But this is the thing about that sort of cultural writing: the magic act is all Hampton’s, and it depends on his materials seeming banal at first. Luckily for him the materials ARE banal. Which is why his claims aren’t really justified after all. The movie just is what it is: a genial, wacky, flamboyant piece of confusing, confused junk. The rest, the value and the excitement, is just stuff that we can say about it. And that’s fine! I want culture to operate that way. It just is, and then we go out for dessert and drinks, and burn it as fuel for our enthusiastic talk. The enthusiastic talk is the thing. “Can you believe??” Hampton’s essay was just that, for me, and so I was glad to have seen the movie, because then it was converted into fuel for that kind of play. But the notion that the movie, inert, is itself great, is silly. No it’s not.

Also, who cares if it is?

Taste is a racket. I’ve been saying this for a while and it’s useful to me to repeat it. Taste is not how we operate. Thumbs up vs. thumbs down has nothing to do with aesthetic experience. Experience has no thumbs. Experiences that we value do not generally conform to our own ideas of what constitutes “good,” or “worthy,” or “quality.” We just don’t usually feel comfortable admitting it.

In an enlightened enough frame of mind, we might value all experiences that come our way. At my best, I do, in fact, like all these movies. And on the flip side of that, in a bad mood, I don’t like any movies. I don’t want to watch a movie. I’m especially mad at stupid jump ropes! I need a nap.

“Good” and “bad” really have nothing to do with this kind of experience, and this is the only kind there really is. “Good” and “bad” are a racket.

Which is why it’s so needless to say that a movie is “good” when it’s not, it’s actually just fuel. Fuel is what counts!

Well, I just looked back over Hampton’s essay and I see that he never quite claims that it’s good. He just gets very enthused about what he’s saying. So I guess I approve after all. He showed me some tricks for how to burn the fuel. Prior to reading the essay it felt kind of soggy and unburnable to me, but it turned out there was a little heat in it.

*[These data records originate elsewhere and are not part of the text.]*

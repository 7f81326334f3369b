//! In-process HTTP stand-in for the remote functions, used by tests.

use serde_json::{Value, json};
use tokio::net::TcpListener;

use super::ApiClient;
use crate::config::{AppConfig, Endpoints};

/// Serve `router` on an ephemeral port and return its base URL.
pub async fn serve(router: axum::Router) -> String {
    let listener = TcpListener::bind("127.0.0.1:0").await.unwrap();
    let addr = listener.local_addr().unwrap();
    tokio::spawn(async move {
        axum::serve(listener, router).await.unwrap();
    });
    format!("http://{addr}")
}

/// Base URL of a port nobody listens on.
pub async fn unreachable_base() -> String {
    let listener = TcpListener::bind("127.0.0.1:0").await.unwrap();
    let addr = listener.local_addr().unwrap();
    drop(listener);
    format!("http://{addr}")
}

pub fn client_at(base: &str) -> ApiClient {
    let config = AppConfig {
        endpoints: Endpoints {
            auth: format!("{base}/auth"),
            users: format!("{base}/users"),
            chats: format!("{base}/chats"),
            messages: format!("{base}/messages"),
        },
        request_timeout_secs: Some(5),
    };
    ApiClient::new(&config).unwrap()
}

pub async fn client_for(router: axum::Router) -> ApiClient {
    client_at(&serve(router).await)
}

pub fn user_json(id: &str, username: &str, role: &str) -> Value {
    json!({
        "id": id,
        "username": username,
        "firstName": username,
        "lastName": "",
        "avatar": null,
        "role": role,
        "isFriend": false,
        "isOnline": true,
        "lastSeen": null
    })
}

Here’s what I got out of the movie: splashy visual flair of the slickest, most commercial sort the 60s had to offer, combined with a surreal disregard for many other things, including, especially, narrative cohesion. Hampton counters by saying that Suzuki’s “insubordination is perfectly coherent as such” but I’m not so sure I detect anything intentionally provocative. As I said last time, I feel pretty comfortable attributing the gonzo detachment to something behind and beyond the auteur. He’s not thumbing his nose at anything as far as I can tell; he’s just genuinely detached.

The movie is intent on playing it cool, and it certainly does that. It’s also not wearing any pants. But it doesn’t seem to know. You murmur uncertainly to the person next to you “do you see what I’m seeing?” It’s the dissonance between the absurdity and the conviction of coolness that draws you in.

Quentin Tarantino has undoubtedly spent some time here. I think I saw some scenes from Kill Bill in there.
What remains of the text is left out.